# [Directions for this task]
Type again, exactly, the lines below from the start through the line that includes "It re-evaluates only".

# [Data for analysis]
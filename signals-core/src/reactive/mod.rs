//! Reactive Primitives
//!
//! This module implements the core reactive system: signals, computeds,
//! effects and effect scopes.
//!
//! # Concepts
//!
//! ## Signals
//!
//! A Signal is a container for mutable state. When a signal's value is read
//! within a tracking context (such as a computed or effect), the signal is
//! linked to that context. When the signal's value changes, the context is
//! notified.
//!
//! ## Computeds
//!
//! A Computed is a derived value that caches its result. It re-evaluates only
//! when it is read after one of its dependencies changed to a new value.
//!
//! ## Effects
//!
//! An Effect is a side-effecting computation that runs whenever its
//! dependencies change. Effects are used to synchronize reactive state with
//! external systems.
//!
//! ## Scopes
//!
//! An EffectScope owns the effects created inside it and disposes them
//! together.
//!
//! # Implementation Notes
//!
//! The reactive system uses a thread-local runtime to automatically detect
//! dependencies. When a signal is read, the runtime checks whether a
//! computation is active and, if so, links the two.
//!
//! Changes are pushed as cheap marks (`Dirty` / `Pending`) and values are
//! pulled on read, so a computed whose inputs changed but ended up equal is
//! never recomputed twice, and readers downstream of it are never recomputed
//! at all.

mod batch;
mod computed;
mod context;
mod effect;
mod runtime;
mod scope;
mod signal;

pub use batch::{batch, end_batch, start_batch, BatchGuard};
pub use computed::{computed, Computed};
pub use context::{
    current_subscriber, is_tracking, pause_tracking, resume_tracking, untracked, PauseGuard,
};
pub use effect::{effect, Effect};
pub use runtime::{configure, current_config, graph_stats};
pub use scope::{effect_scope, EffectScope};
pub use signal::{signal, Signal};
//! Graph Links
//!
//! A link is the edge between a dependency (the node being read) and a
//! subscriber (the node doing the reading). Every link sits in two
//! doubly-linked lists at once:
//!
//! - the subscriber's dependency list (`prev_dep` / `next_dep`), ordered by
//!   the order in which the subscriber read its dependencies;
//! - the dependency's subscriber list (`prev_sub` / `next_sub`), ordered by
//!   the order in which subscribers first read it.
//!
//! Links live in an arena and are freed through a single path
//! ([`Graph::clear_tracking`] or [`Graph::release`]), after being unlinked
//! from both lists.

use smallvec::{smallvec, SmallVec};

use super::node::{Freshness, NodeId, Role};
use super::Graph;

slotmap::new_key_type! {
    /// Identifier of a link in the link arena.
    pub struct LinkId;
}

/// An edge from `dep` to `sub`.
#[derive(Debug, Clone, Copy)]
pub(crate) struct Link {
    pub(crate) dep: NodeId,
    pub(crate) sub: NodeId,
    pub(crate) prev_dep: Option<LinkId>,
    pub(crate) next_dep: Option<LinkId>,
    pub(crate) prev_sub: Option<LinkId>,
    pub(crate) next_sub: Option<LinkId>,
}

impl Graph {
    /// Record that `sub` read `dep` during its current evaluation.
    ///
    /// Re-reading a dependency that is already in place is a no-op. A
    /// dependency left over from the previous evaluation is reused and moved
    /// up to the tracking cursor, so that everything up to the cursor is
    /// exactly what this evaluation read.
    pub(crate) fn link(&mut self, dep: NodeId, sub: NodeId) {
        if dep == sub || !self.nodes.contains_key(dep) {
            return;
        }
        let (tail, head) = match self.nodes.get(sub) {
            Some(node) => (node.deps_tail, node.deps),
            None => return,
        };

        if let Some(tail) = tail {
            if self.links[tail].dep == dep {
                return;
            }
        }

        let next = match tail {
            Some(tail) => self.links[tail].next_dep,
            None => head,
        };
        if let Some(next) = next {
            if self.links[next].dep == dep {
                self.nodes[sub].deps_tail = Some(next);
                return;
            }
        }

        // Slow path: the dependency may sit anywhere in the list.
        let mut cursor = head;
        let mut stale = tail.is_none();
        while let Some(id) = cursor {
            let link = self.links[id];
            if link.dep == dep {
                if stale {
                    self.detach_dep_side(id);
                    self.attach_after_tail(sub, id);
                }
                return;
            }
            if Some(id) == tail {
                stale = true;
            }
            cursor = link.next_dep;
        }

        let id = self.links.insert(Link {
            dep,
            sub,
            prev_dep: None,
            next_dep: None,
            prev_sub: None,
            next_sub: None,
        });
        self.attach_after_tail(sub, id);

        let dep_node = &mut self.nodes[dep];
        let last_sub = dep_node.subs_tail;
        dep_node.subs_tail = Some(id);
        match last_sub {
            Some(last) => self.links[last].next_sub = Some(id),
            None => dep_node.subs = Some(id),
        }
        self.links[id].prev_sub = last_sub;
    }

    /// Insert `id` into `sub`'s dependency list right after the tracking
    /// cursor and move the cursor onto it.
    fn attach_after_tail(&mut self, sub: NodeId, id: LinkId) {
        let node = &mut self.nodes[sub];
        let tail = node.deps_tail;
        let next = match tail {
            Some(tail) => self.links[tail].next_dep,
            None => node.deps,
        };
        node.deps_tail = Some(id);
        if tail.is_none() {
            node.deps = Some(id);
        }

        let link = &mut self.links[id];
        link.prev_dep = tail;
        link.next_dep = next;
        if let Some(tail) = tail {
            self.links[tail].next_dep = Some(id);
        }
        if let Some(next) = next {
            self.links[next].prev_dep = Some(id);
        }
    }

    /// Unlink `id` from its subscriber's dependency list.
    pub(crate) fn detach_dep_side(&mut self, id: LinkId) {
        let Link {
            sub,
            prev_dep,
            next_dep,
            ..
        } = self.links[id];

        match prev_dep {
            Some(prev) => self.links[prev].next_dep = next_dep,
            None => {
                if let Some(node) = self.nodes.get_mut(sub) {
                    node.deps = next_dep;
                }
            }
        }
        if let Some(next) = next_dep {
            self.links[next].prev_dep = prev_dep;
        }
        if let Some(node) = self.nodes.get_mut(sub) {
            if node.deps_tail == Some(id) {
                node.deps_tail = prev_dep;
            }
        }
    }

    /// Unlink `id` from its dependency's subscriber list.
    pub(crate) fn detach_sub_side(&mut self, id: LinkId) {
        let Link {
            dep,
            prev_sub,
            next_sub,
            ..
        } = self.links[id];

        match prev_sub {
            Some(prev) => self.links[prev].next_sub = next_sub,
            None => {
                if let Some(node) = self.nodes.get_mut(dep) {
                    node.subs = next_sub;
                }
            }
        }
        match next_sub {
            Some(next) => self.links[next].prev_sub = prev_sub,
            None => {
                if let Some(node) = self.nodes.get_mut(dep) {
                    node.subs_tail = prev_sub;
                }
            }
        }
    }

    /// Free a chain of dependency links that has already been cut out of
    /// its subscriber's list.
    ///
    /// A dependency left without subscribers can no longer hear about
    /// changes, so it is marked dirty and its own dependencies are cleared
    /// as well. Effects and scopes detached this way have lost their owner
    /// and are freed.
    pub(crate) fn clear_tracking(&mut self, first: LinkId) {
        let mut chains: SmallVec<[LinkId; 4]> = smallvec![first];

        while let Some(start) = chains.pop() {
            let mut cursor = Some(start);
            while let Some(id) = cursor {
                let Some(link) = self.links.get(id).copied() else {
                    break;
                };
                self.detach_sub_side(id);
                self.links.remove(id);
                cursor = link.next_dep;

                let Some(node) = self.nodes.get_mut(link.dep) else {
                    continue;
                };
                if node.subs.is_some() {
                    continue;
                }
                let owned = match &mut node.role {
                    Role::Signal => continue,
                    Role::Computed { status, .. } => {
                        status.freshness = Freshness::Dirty;
                        false
                    }
                    Role::Effect { status, .. } | Role::Scope { status } => {
                        status.freshness = Freshness::Dirty;
                        true
                    }
                };
                node.deps_tail = None;
                if let Some(deps) = node.deps.take() {
                    chains.push(deps);
                }
                if owned {
                    self.free(link.dep);
                }
            }
        }
    }

    /// Begin a (re-)evaluation of `sub`: rewind the tracking cursor and reset
    /// the propagation state.
    pub(crate) fn start_tracking(&mut self, sub: NodeId) {
        let Some(node) = self.nodes.get_mut(sub) else {
            return;
        };
        node.deps_tail = None;
        if let Some(status) = node.status_mut() {
            status.freshness = Freshness::Clean;
            status.notified = false;
            status.recursed = false;
            status.pending_inner = false;
            status.tracking = true;
        }
    }

    /// Finish an evaluation of `sub`: drop every dependency past the tracking
    /// cursor, i.e. everything this evaluation did not read.
    pub(crate) fn end_tracking(&mut self, sub: NodeId) {
        let Some(node) = self.nodes.get_mut(sub) else {
            return;
        };
        if let Some(status) = node.status_mut() {
            status.tracking = false;
        }
        let stale = match node.deps_tail {
            Some(tail) => self.links[tail].next_dep.take(),
            None => node.deps.take(),
        };
        if let Some(stale) = stale {
            self.links[stale].prev_dep = None;
            self.clear_tracking(stale);
        }
    }

    /// Whether `id` lies within the part of `sub`'s dependency list that the
    /// current evaluation has already read.
    pub(crate) fn is_tracked_link(&self, id: LinkId, sub: NodeId) -> bool {
        let Some(node) = self.nodes.get(sub) else {
            return false;
        };
        let Some(tail) = node.deps_tail else {
            return false;
        };
        let mut cursor = node.deps;
        while let Some(current) = cursor {
            if current == id {
                return true;
            }
            if current == tail {
                break;
            }
            cursor = self.links[current].next_dep;
        }
        false
    }

    /// Remove `id` from the graph: clear its dependencies, detach it from
    /// every subscriber and free the slot. Unknown ids are ignored.
    pub(crate) fn release(&mut self, id: NodeId) {
        let Some(node) = self.nodes.get_mut(id) else {
            return;
        };
        let deps = node.deps.take();
        node.deps_tail = None;
        let mut cursor = node.subs.take();
        node.subs_tail = None;

        while let Some(link) = cursor {
            self.detach_dep_side(link);
            cursor = self.links.remove(link).and_then(|link| link.next_sub);
        }
        if let Some(deps) = deps {
            self.links[deps].prev_dep = None;
            self.clear_tracking(deps);
        }
        self.free(id);
    }

    /// Free the slot of a node that no longer has links.
    fn free(&mut self, id: NodeId) {
        if let Some(node) = self.nodes.remove(id) {
            if let Role::Effect { body, .. } = node.role {
                // Dropped by the runtime once the graph is no longer borrowed.
                self.released.push(body);
            }
        }
    }
}

#[cfg(test)]
mod tests {
    use super::*;
    use crate::graph::node::{Role, Status};

    fn subscriber(graph: &mut Graph) -> NodeId {
        graph.insert(Role::Scope {
            status: Status::default(),
        })
    }

    fn deps_of(graph: &Graph, sub: NodeId) -> Vec<NodeId> {
        let mut out = Vec::new();
        let mut cursor = graph.nodes[sub].deps;
        while let Some(id) = cursor {
            out.push(graph.links[id].dep);
            cursor = graph.links[id].next_dep;
        }
        out
    }

    fn track(graph: &mut Graph, sub: NodeId, reads: &[NodeId]) {
        graph.start_tracking(sub);
        for &dep in reads {
            graph.link(dep, sub);
        }
        graph.end_tracking(sub);
    }

    #[test]
    fn relinking_the_same_dependency_is_a_noop() {
        let mut graph = Graph::default();
        let a = graph.insert(Role::Signal);
        let sub = subscriber(&mut graph);

        track(&mut graph, sub, &[a, a, a]);

        assert_eq!(deps_of(&graph, sub), vec![a]);
        assert_eq!(graph.subscriber_count(a), 1);
        assert_eq!(graph.links.len(), 1);
    }

    #[test]
    fn interleaved_rereads_do_not_duplicate_links() {
        let mut graph = Graph::default();
        let a = graph.insert(Role::Signal);
        let b = graph.insert(Role::Signal);
        let sub = subscriber(&mut graph);

        track(&mut graph, sub, &[a, b, a, b]);

        assert_eq!(deps_of(&graph, sub), vec![a, b]);
        assert_eq!(graph.links.len(), 2);
    }

    #[test]
    fn end_tracking_prunes_unread_dependencies() {
        let mut graph = Graph::default();
        let a = graph.insert(Role::Signal);
        let b = graph.insert(Role::Signal);
        let c = graph.insert(Role::Signal);
        let sub = subscriber(&mut graph);

        track(&mut graph, sub, &[a, b, c]);
        track(&mut graph, sub, &[a, c]);

        assert_eq!(deps_of(&graph, sub), vec![a, c]);
        assert_eq!(graph.subscriber_count(b), 0);
        assert_eq!(graph.links.len(), 2);
    }

    #[test]
    fn reordered_reads_reuse_existing_links() {
        let mut graph = Graph::default();
        let a = graph.insert(Role::Signal);
        let b = graph.insert(Role::Signal);
        let c = graph.insert(Role::Signal);
        let sub = subscriber(&mut graph);

        track(&mut graph, sub, &[a, b, c]);
        let before: Vec<_> = graph.links.keys().collect();

        track(&mut graph, sub, &[c, a, b]);

        assert_eq!(deps_of(&graph, sub), vec![c, a, b]);
        let mut after: Vec<_> = graph.links.keys().collect();
        let mut before = before;
        before.sort();
        after.sort();
        assert_eq!(before, after);
    }

    #[test]
    fn release_detaches_both_directions() {
        let mut graph = Graph::default();
        let a = graph.insert(Role::Signal);
        let middle = subscriber(&mut graph);
        let sub = subscriber(&mut graph);

        track(&mut graph, middle, &[a]);
        track(&mut graph, sub, &[middle]);

        graph.release(middle);

        assert!(!graph.nodes.contains_key(middle));
        assert_eq!(graph.subscriber_count(a), 0);
        assert!(deps_of(&graph, sub).is_empty());
        assert!(graph.links.is_empty());
    }

    #[test]
    fn tracked_region_is_bounded_by_cursor() {
        let mut graph = Graph::default();
        let a = graph.insert(Role::Signal);
        let b = graph.insert(Role::Signal);
        let sub = subscriber(&mut graph);
        track(&mut graph, sub, &[a, b]);

        let first = graph.nodes[sub].deps.unwrap();
        let second = graph.links[first].next_dep.unwrap();

        graph.start_tracking(sub);
        graph.link(a, sub);
        assert!(graph.is_tracked_link(first, sub));
        assert!(!graph.is_tracked_link(second, sub));
        graph.end_tracking(sub);
    }
}
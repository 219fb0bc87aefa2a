//! Benchmarks for write propagation and lazy re-evaluation.

use std::hint::black_box;

use criterion::{criterion_group, criterion_main, BenchmarkId, Criterion};
use signals_core::reactive::{batch, computed, effect, signal, Computed};

/// One signal feeding a chain of `n` computeds, observed by an effect.
fn bench_deep_chain(c: &mut Criterion) {
    let mut group = c.benchmark_group("deep_chain");

    for n in [10, 100, 1000] {
        group.bench_with_input(BenchmarkId::new("write", n), &n, |b, &n| {
            let src = signal(0i64);
            let mut tail: Computed<i64> = computed({
                let src = src.clone();
                move |_| src.get()
            });
            for _ in 1..n {
                let prev = tail.clone();
                tail = computed(move |_| prev.get() + 1);
            }
            let e = effect({
                let tail = tail.clone();
                move || {
                    black_box(tail.get());
                }
            });

            let mut i = 0;
            b.iter(|| {
                i += 1;
                src.set(i);
            });
            e.dispose();
        });
    }

    group.finish();
}

/// One signal read by `n` effects.
fn bench_wide_fanout(c: &mut Criterion) {
    let mut group = c.benchmark_group("wide_fanout");

    for n in [10, 100, 1000] {
        group.bench_with_input(BenchmarkId::new("write", n), &n, |b, &n| {
            let src = signal(0i64);
            let effects: Vec<_> = (0..n)
                .map(|_| {
                    let src = src.clone();
                    effect(move || {
                        black_box(src.get());
                    })
                })
                .collect();

            let mut i = 0;
            b.iter(|| {
                i += 1;
                src.set(i);
            });
            for e in effects {
                e.dispose();
            }
        });
    }

    group.finish();
}

/// Writes that change a signal but not the parity computed in front of a
/// large subgraph: measures the cost of the dirty check alone.
fn bench_short_circuit(c: &mut Criterion) {
    let mut group = c.benchmark_group("short_circuit");

    for n in [10, 100, 1000] {
        group.bench_with_input(BenchmarkId::new("write", n), &n, |b, &n| {
            let src = signal(0i64);
            let parity = computed({
                let src = src.clone();
                move |_| src.get() % 2
            });
            let effects: Vec<_> = (0..n)
                .map(|k| {
                    let parity = parity.clone();
                    let derived = computed(move |_| parity.get() + k as i64);
                    effect(move || {
                        black_box(derived.get());
                    })
                })
                .collect();

            let mut i = 0;
            b.iter(|| {
                i += 2;
                src.set(i);
            });
            for e in effects {
                e.dispose();
            }
        });
    }

    group.finish();
}

/// Many writes coalesced into one flush.
fn bench_batched_writes(c: &mut Criterion) {
    let mut group = c.benchmark_group("batched_writes");

    for n in [10, 100, 1000] {
        group.bench_with_input(BenchmarkId::new("batch", n), &n, |b, &n| {
            let signals: Vec<_> = (0..n).map(|_| signal(0i64)).collect();
            let sum = computed({
                let signals = signals.clone();
                move |_| signals.iter().map(|s| s.get()).sum::<i64>()
            });
            let e = effect(move || {
                black_box(sum.get());
            });

            let mut i = 0;
            b.iter(|| {
                i += 1;
                batch(|| {
                    for s in &signals {
                        s.set(i);
                    }
                });
            });
            e.dispose();
        });
    }

    group.finish();
}

criterion_group!(
    benches,
    bench_deep_chain,
    bench_wide_fanout,
    bench_short_circuit,
    bench_batched_writes
);
criterion_main!(benches);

# [Response box]
filename signals-core/src/reactive/mod.rs
//! Reactive Primitives
//!
//! This module implements the core reactive system: signals, computeds,
//! effects and effect scopes.
//!
//! # Concepts
//!
//! ## Signals
//!
//! A Signal is a container for mutable state. When a signal's value is read
//! within a tracking context (such as a computed or effect), the signal is
//! linked to that context. When the signal's value changes, the context is
//! notified.
//!
//! ## Computeds
//!
//! A Computed is a derived value that caches its result. It re-evaluates only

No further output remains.